You don’t need to feel guilty. This is what is best for everyone.
My mum would always remember what she USED to be able to do at home, when she was fit and well. The sad reality was that for years, after major knee surgery (the alternative was amputation) she could only move relying very heavily on a Zimmer frame. One day she told me wistfully that the house was always quiet now, she loved it when it was full of life, with dad, me and my 2 brothers always in and out.
I’m now 67, have lived in the same house since I was 24. We restored it from a cottage with a leaky roof, no flush toilet, to a lovely warm and cosy home (with 3 flush toilets!). I did all the decorating. After a long gap due to many family illnesses, deaths, etc. I’m now gradually redecorating it, now a widow.

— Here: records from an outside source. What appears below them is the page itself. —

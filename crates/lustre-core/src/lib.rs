//! Conversation state machine and business logic for Lustre.
//!
//! This crate owns the session core (transcript management, markup
//! rendering, selection set, catalog filtering) and defines the "ports"
//! (client and store traits) that the infrastructure layer implements.
//! It depends only on `lustre-types` -- never on `lustre-infra` or any
//! HTTP/IO crate.

pub mod catalog;
pub mod client;
pub mod render;
pub mod selection;
pub mod session;
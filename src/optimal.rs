//! # Optimal Line Breaking
//!
//! Total-fit line breaking over a measured paragraph. Instead of greedily
//! filling each line, every legal break position becomes a *candidate*, and
//! a dynamic program picks the candidate chain that minimizes a global cost:
//! squared leftover width per line, hyphenation penalties, and a per-line
//! penalty that keeps line counts down.
//!
//! The candidate list is built in one forward pass:
//!
//! ```text
//!   chars ──> CharProcessor ──> word boundaries
//!                 │                  │
//!                 │         hyphenation probe ─┐
//!                 │         desperate probe ───┤ merged by offset
//!                 │                  │         │
//!                 └──────> word-break candidate┘
//!                                    │
//!                              optimizer (DP) ──> LineBreakResult
//! ```
//!
//! Costs form a strict hierarchy: an overfull line outweighs any number of
//! desperate (mid-word) breaks, and a desperate break outweighs any number
//! of hyphen or word penalties. The DP stays near-linear through an `active`
//! frontier (candidates that can still start a line) and a monotonicity
//! bound on the width score.

use serde::Serialize;
use std::ops::Range;

use crate::error::BreakError;
use crate::hyphen::{
    edit_for_next_line, edit_for_this_line, pack_hyphen_edit, EndHyphenEdit, HyphenationType,
    Hyphenator, HyphenatorMap, StartHyphenEdit,
};
use crate::measure::{Extent, LineWidth, MeasuredText, Run};
use crate::style::{BreakStrategy, HyphenationFrequency};
use crate::word::{is_line_end_space, is_word_space, WordBreaker};

/// Cumulative width from the beginning of the paragraph. Running sums stay
/// in double precision — single precision drifts visibly over long
/// paragraphs — while penalties and scores are `f32`.
type ParaWidth = f64;

// Scores form a hierarchy; each constant exceeds any reachable sum of the
// tier below it.
const SCORE_INFTY: f32 = f32::MAX;
const SCORE_OVERFULL: f32 = 1e12;
const SCORE_DESPERATE: f32 = 1e10;

/// Multiplier on the hyphen penalty of the candidate that starts the last
/// line.
const LAST_LINE_PENALTY_MULTIPLIER: f32 = 4.0;
/// The per-line penalty is this multiple of the hyphen penalty.
const LINE_PENALTY_MULTIPLIER: f32 = 2.0;
/// Width-score multiplier for a justified line squeezed below its target.
const SHRINK_PENALTY_MULTIPLIER: f32 = 4.0;
/// Fraction of its advance a justified space may shrink by.
const SHRINKABILITY: f32 = 1.0 / 3.0;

My head still thinks I can do everything I used to do, but in reality just painting a ceiling is a real struggle, everything is taking 10 times longer than it used to. Bear me in mind when dealing with mum!
The “home” she wants to go back to isn’t the home it is now, but one back in time.
When residential care became the only option for my mum, I stressed the fact that there would always be someone there for her, day or night, that if she fell someone could be there within moments, not left lying on the floor.
very sorry to hear about your troubles… I hope things get better for you, and you stay strong. these days the care homes have a excellent routine and care. Its not how it used to be in the old days, but no one is left alone but they are well taken care of.